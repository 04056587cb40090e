// SPDX-FileCopyrightText: 2026 Bruno Meilick
// SPDX-License-Identifier: LicenseRef-Zonemap-FreeUse-NoCopy-NoDerivatives
//
// All rights reserved.
//
// This file is part of Zonemap and is proprietary software.
// Unauthorized copying, modification, or distribution is prohibited.

use std::io;
use std::sync::Arc;

use serde::de::DeserializeOwned;
use serde::Serialize;
use thiserror::Error;
use tracing::{debug, info, warn};

use crate::model::{Message, ModelRecord, Project, ProjectDescription, ProjectId, WorkspaceIndex};

use super::keys::{decode_key, encode_key, workspace_index_key, Table};
use super::kv::{KeyStore, SqliteKeyStore, StoreError, WriteTxn};
use super::writeback::IndexWriteback;

#[derive(Debug, Error)]
pub enum RepositoryError {
    #[error("{table} not found: {id}")]
    NotFound { table: &'static str, id: String },
    #[error("storage error: {0}")]
    Storage(#[from] StoreError),
    #[error("cannot decode {table} record {id:?}: {source}")]
    Decode {
        table: &'static str,
        id: String,
        #[source]
        source: serde_json::Error,
    },
    #[error("cannot encode {table} record: {source}")]
    Encode {
        table: &'static str,
        #[source]
        source: serde_json::Error,
    },
    #[error("cannot start index write-back worker: {0}")]
    Worker(#[source] io::Error),
}

impl RepositoryError {
    pub fn is_not_found(&self) -> bool {
        matches!(self, Self::NotFound { .. })
    }

    fn not_found(table: Table, id: &ProjectId) -> Self {
        Self::NotFound {
            table: table.name(),
            id: id.as_str().to_owned(),
        }
    }
}

/// Applies a project's workspace move to the index.
///
/// Runs on the background writer inside the write transaction that saves the index, so
/// `index` and `projects` are the state current at that moment. `workspaces` holds the old and
/// the new workspace name.
pub trait WorkspaceSummariser: Send + Sync {
    fn summarise(&self, index: &mut WorkspaceIndex, projects: &[Project], workspaces: &[String]);
}

/// Recomputes the member lists of the named workspaces from project records and leaves every
/// other workspace as stored.
#[derive(Debug, Clone, Copy, Default)]
pub struct RebuildSummariser;

impl WorkspaceSummariser for RebuildSummariser {
    fn summarise(&self, index: &mut WorkspaceIndex, projects: &[Project], workspaces: &[String]) {
        for workspace in workspaces {
            let members = projects
                .iter()
                .filter(|project| project.workspace() == workspace)
                .cloned()
                .collect();
            index.set_members(workspace.clone(), members);
        }
    }
}

/// Leaves the stored index unchanged.
#[derive(Debug, Clone, Copy, Default)]
pub struct StoredIndexSummariser;

impl WorkspaceSummariser for StoredIndexSummariser {
    fn summarise(&self, _index: &mut WorkspaceIndex, _projects: &[Project], _workspaces: &[String]) {}
}

/// A workspace move waiting for the background writer.
struct IndexJob {
    summariser: Box<dyn WorkspaceSummariser>,
    workspaces: [String; 2],
}

/// Owner of every persisted record: projects, the workspace index and per-project models.
///
/// No transaction spans two logical entities. Project and model writes of one `create_project`
/// are separate units of work, and so are project deletes and the index update that follows.
/// Every index change is a read-modify-write inside one transaction, whether it runs on the
/// caller's thread or on the background writer.
#[derive(Debug)]
pub struct ProjectRepository<S: KeyStore = SqliteKeyStore> {
    store: Arc<S>,
    writeback: IndexWriteback<IndexJob>,
}

impl<S: KeyStore> ProjectRepository<S> {
    pub fn new(store: S) -> Result<Self, RepositoryError> {
        Self::from_shared(Arc::new(store))
    }

    pub fn from_shared(store: Arc<S>) -> Result<Self, RepositoryError> {
        let writeback = IndexWriteback::spawn({
            let store = store.clone();
            move |jobs: Vec<IndexJob>| apply_index_jobs(&*store, &jobs)
        })
        .map_err(RepositoryError::Worker)?;

        Ok(Self { store, writeback })
    }

    pub fn store(&self) -> &S {
        &self.store
    }

    /// Persists a new project under a fresh id, then its empty model, then records its
    /// workspace membership.
    ///
    /// A failure after the project write leaves a project without a model; [`Self::ensure_model`]
    /// repairs that.
    pub fn create_project(&self, description: ProjectDescription) -> Result<Project, RepositoryError> {
        let project = Project::new(ProjectId::random(), description);

        self.put_record(Table::Project, &project.id, &project)?;
        self.put_record(Table::Model, &project.id, &ModelRecord::default())?;
        self.modify_index(|index| index.add_project(&project))?;

        info!(
            project_id = %project.id,
            workspace = %project.workspace(),
            "created project"
        );
        Ok(project)
    }

    /// Creates the empty model record for `id` if none exists. Returns whether one was created.
    pub fn ensure_model(&self, id: &ProjectId) -> Result<bool, RepositoryError> {
        let key = encode_key(Table::Model, id.as_str());
        let bytes = encode(Table::Model, &ModelRecord::default())?;

        let created = self.store.update(|txn| {
            if txn.get(&key)?.is_some() {
                return Ok(false);
            }
            txn.put(key.clone(), bytes)?;
            Ok(true)
        })?;

        if created {
            info!(project_id = %id, "initialised missing model record");
        }
        Ok(created)
    }

    pub fn get_project(&self, id: &ProjectId) -> Result<Project, RepositoryError> {
        self.get_record(Table::Project, id)?
            .ok_or_else(|| RepositoryError::not_found(Table::Project, id))
    }

    /// All projects sorted by name. Records that fail to decode are skipped.
    pub fn list_projects(&self) -> Result<Vec<Project>, RepositoryError> {
        let prefix = Table::Project.prefix();
        let entries = self.store.view(|txn| txn.scan_prefix(&prefix))?;

        let mut projects = decode_projects(entries);
        projects.sort_by(|a, b| a.name().cmp(b.name()));
        Ok(projects)
    }

    /// Deletes the project record, then removes it from its workspace's member list.
    ///
    /// The model record is kept on purpose: it stays behind as history of the deleted project.
    pub fn delete_project(&self, id: &ProjectId) -> Result<Project, RepositoryError> {
        let project = self.get_project(id)?;

        let key = encode_key(Table::Project, id.as_str());
        self.store.update(|txn| txn.delete(&key))?;

        let removed = self.modify_index(|index| index.remove_project(&project))?;

        info!(
            project_id = %id,
            workspace = %project.workspace(),
            removed_from_index = removed,
            "deleted project"
        );
        Ok(project)
    }

    /// Update-or-create.
    ///
    /// An existing project gets `description` as its new mutable state. When its workspace
    /// changes, `summariser` updates the index over the old and new workspace names on the
    /// background writer. Otherwise the project's index entry is refreshed in place. An unknown
    /// (or malformed) id creates a new project with a fresh id instead.
    pub fn update_project(
        &self,
        id: &str,
        description: ProjectDescription,
        summariser: impl WorkspaceSummariser + 'static,
    ) -> Result<Project, RepositoryError> {
        let existing = match ProjectId::new(id) {
            Ok(id) => match self.get_project(&id) {
                Ok(project) => Some(project),
                Err(err) if err.is_not_found() => None,
                Err(err) => return Err(err),
            },
            Err(_) => None,
        };

        let Some(mut project) = existing else {
            info!(requested_id = id, "project to update not found, creating a new one");
            return self.create_project(description);
        };

        let old_workspace = project.workspace().to_owned();
        project.description = description;
        self.put_record(Table::Project, &project.id, &project)?;

        if old_workspace == project.workspace() {
            self.modify_index(|index| index.add_project(&project))?;
        } else {
            self.writeback.schedule(IndexJob {
                summariser: Box::new(summariser),
                workspaces: [old_workspace, project.workspace().to_owned()],
            });
        }

        debug!(project_id = %project.id, "updated project");
        Ok(project)
    }

    /// The workspace index. The first read on an empty store creates and persists an empty one.
    pub fn get_workspaces(&self) -> Result<WorkspaceIndex, RepositoryError> {
        let key = workspace_index_key();
        if let Some(bytes) = self.store.view(|txn| txn.get(&key))? {
            return decode(Table::WorkspaceIndex, "", &bytes);
        }
        self.modify_index(|index| index.clone())
    }

    pub fn save_workspaces(&self, index: &WorkspaceIndex) -> Result<(), RepositoryError> {
        let bytes = encode(Table::WorkspaceIndex, index)?;
        self.store
            .update(|txn| txn.put(workspace_index_key(), bytes))?;
        Ok(())
    }

    /// Recomputes the whole workspace index from project records and persists it.
    pub fn rebuild_workspaces(&self) -> Result<WorkspaceIndex, RepositoryError> {
        let (index, projects) = update_index(&*self.store, |index, txn| {
            let projects = decode_projects(txn.scan_prefix(&Table::Project.prefix())?);
            *index = WorkspaceIndex::from_projects(&projects);
            Ok((index.clone(), projects.len()))
        })?;
        info!(
            workspaces = index.details.len(),
            projects,
            "rebuilt workspace index"
        );
        Ok(index)
    }

    /// Waits for background index updates scheduled by [`Self::update_project`].
    pub fn flush_index_writes(&self) {
        self.writeback.flush();
    }

    /// Background index updates applied so far.
    pub fn index_writes_completed(&self) -> u64 {
        self.writeback.written()
    }

    pub fn get_model(&self, id: &ProjectId) -> Result<ModelRecord, RepositoryError> {
        self.get_record(Table::Model, id)?
            .ok_or_else(|| RepositoryError::not_found(Table::Model, id))
    }

    /// Overwrites the model of an existing project with the incoming envelope's texts.
    ///
    /// There is no merge: a blank half in `incoming` replaces whatever was stored. The returned
    /// envelope is `incoming` with its visual model stripped of the editor wrapper. An id with
    /// no project record is `NotFound` and writes nothing.
    pub fn update_model(&self, id: &ProjectId, incoming: &Message) -> Result<Message, RepositoryError> {
        self.get_project(id)?;

        let record = ModelRecord::from_incoming(&incoming.threat_model, &incoming.visual_model);
        self.put_record(Table::Model, id, &record)?;

        debug!(
            project_id = %id,
            threat_is_updated = record.threat_is_updated,
            visual_is_updated = record.visual_is_updated,
            "updated model"
        );

        let mut reply = incoming.clone();
        reply.visual_model = record.visual_model;
        Ok(reply)
    }

    fn put_record<T: Serialize>(
        &self,
        table: Table,
        id: &ProjectId,
        value: &T,
    ) -> Result<(), RepositoryError> {
        let key = encode_key(table, id.as_str());
        let bytes = encode(table, value)?;
        self.store.update(|txn| txn.put(key, bytes))?;
        Ok(())
    }

    fn get_record<T: DeserializeOwned>(
        &self,
        table: Table,
        id: &ProjectId,
    ) -> Result<Option<T>, RepositoryError> {
        let key = encode_key(table, id.as_str());
        match self.store.view(|txn| txn.get(&key))? {
            Some(bytes) => decode(table, id.as_str(), &bytes).map(Some),
            None => Ok(None),
        }
    }

    fn modify_index<T>(
        &self,
        f: impl FnOnce(&mut WorkspaceIndex) -> T,
    ) -> Result<T, RepositoryError> {
        update_index(&*self.store, |index, _| Ok(f(index)))
    }
}

/// Applies a batch of workspace moves in one index transaction, against the project records
/// as they are when the batch runs.
fn apply_index_jobs<S: KeyStore>(store: &S, jobs: &[IndexJob]) -> Result<(), RepositoryError> {
    update_index(store, |index, txn| {
        let projects = decode_projects(txn.scan_prefix(&Table::Project.prefix())?);
        for job in jobs {
            job.summariser.summarise(index, &projects, &job.workspaces);
        }
        Ok(())
    })?;
    debug!(jobs = jobs.len(), "applied workspace index jobs");
    Ok(())
}

/// Read-modify-write of the index inside one write transaction. Nothing is written when `f`
/// fails.
fn update_index<S: KeyStore, T>(
    store: &S,
    f: impl FnOnce(&mut WorkspaceIndex, &dyn WriteTxn) -> Result<T, RepositoryError>,
) -> Result<T, RepositoryError> {
    let key = workspace_index_key();
    store.update(|txn| {
        let staged = read_index(&*txn, &key).and_then(|mut index| {
            let out = f(&mut index, &*txn)?;
            Ok((encode(Table::WorkspaceIndex, &index)?, out))
        });
        match staged {
            Ok((bytes, out)) => {
                txn.put(key.clone(), bytes)?;
                Ok(Ok(out))
            }
            Err(err) => Ok(Err(err)),
        }
    })?
}

fn read_index(txn: &dyn WriteTxn, key: &[u8]) -> Result<WorkspaceIndex, RepositoryError> {
    match txn.get(key)? {
        Some(bytes) => decode(Table::WorkspaceIndex, "", &bytes),
        None => Ok(WorkspaceIndex::default()),
    }
}

fn decode_projects(entries: Vec<(Vec<u8>, Vec<u8>)>) -> Vec<Project> {
    let mut projects = Vec::with_capacity(entries.len());
    for (key, value) in entries {
        match serde_json::from_slice::<Project>(&value) {
            Ok(project) => projects.push(project),
            Err(err) => {
                let id = decode_key(&key).map(|(_, id)| id).unwrap_or_default();
                warn!(project_id = %id, error = %err, "skipping undecodable project record");
            }
        }
    }
    projects
}

fn encode<T: Serialize>(table: Table, value: &T) -> Result<Vec<u8>, RepositoryError> {
    serde_json::to_vec(value).map_err(|source| RepositoryError::Encode {
        table: table.name(),
        source,
    })
}

fn decode<T: DeserializeOwned>(table: Table, id: &str, bytes: &[u8]) -> Result<T, RepositoryError> {
    serde_json::from_slice(bytes).map_err(|source| RepositoryError::Decode {
        table: table.name(),
        id: id.to_owned(),
        source,
    })
}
......
→ **Exercise brief**
Please copy every line of the records above in which "RebuildSummariser" appears.

→ **Exercise result**
pub struct RebuildSummariser;
impl WorkspaceSummariser for RebuildSummariser {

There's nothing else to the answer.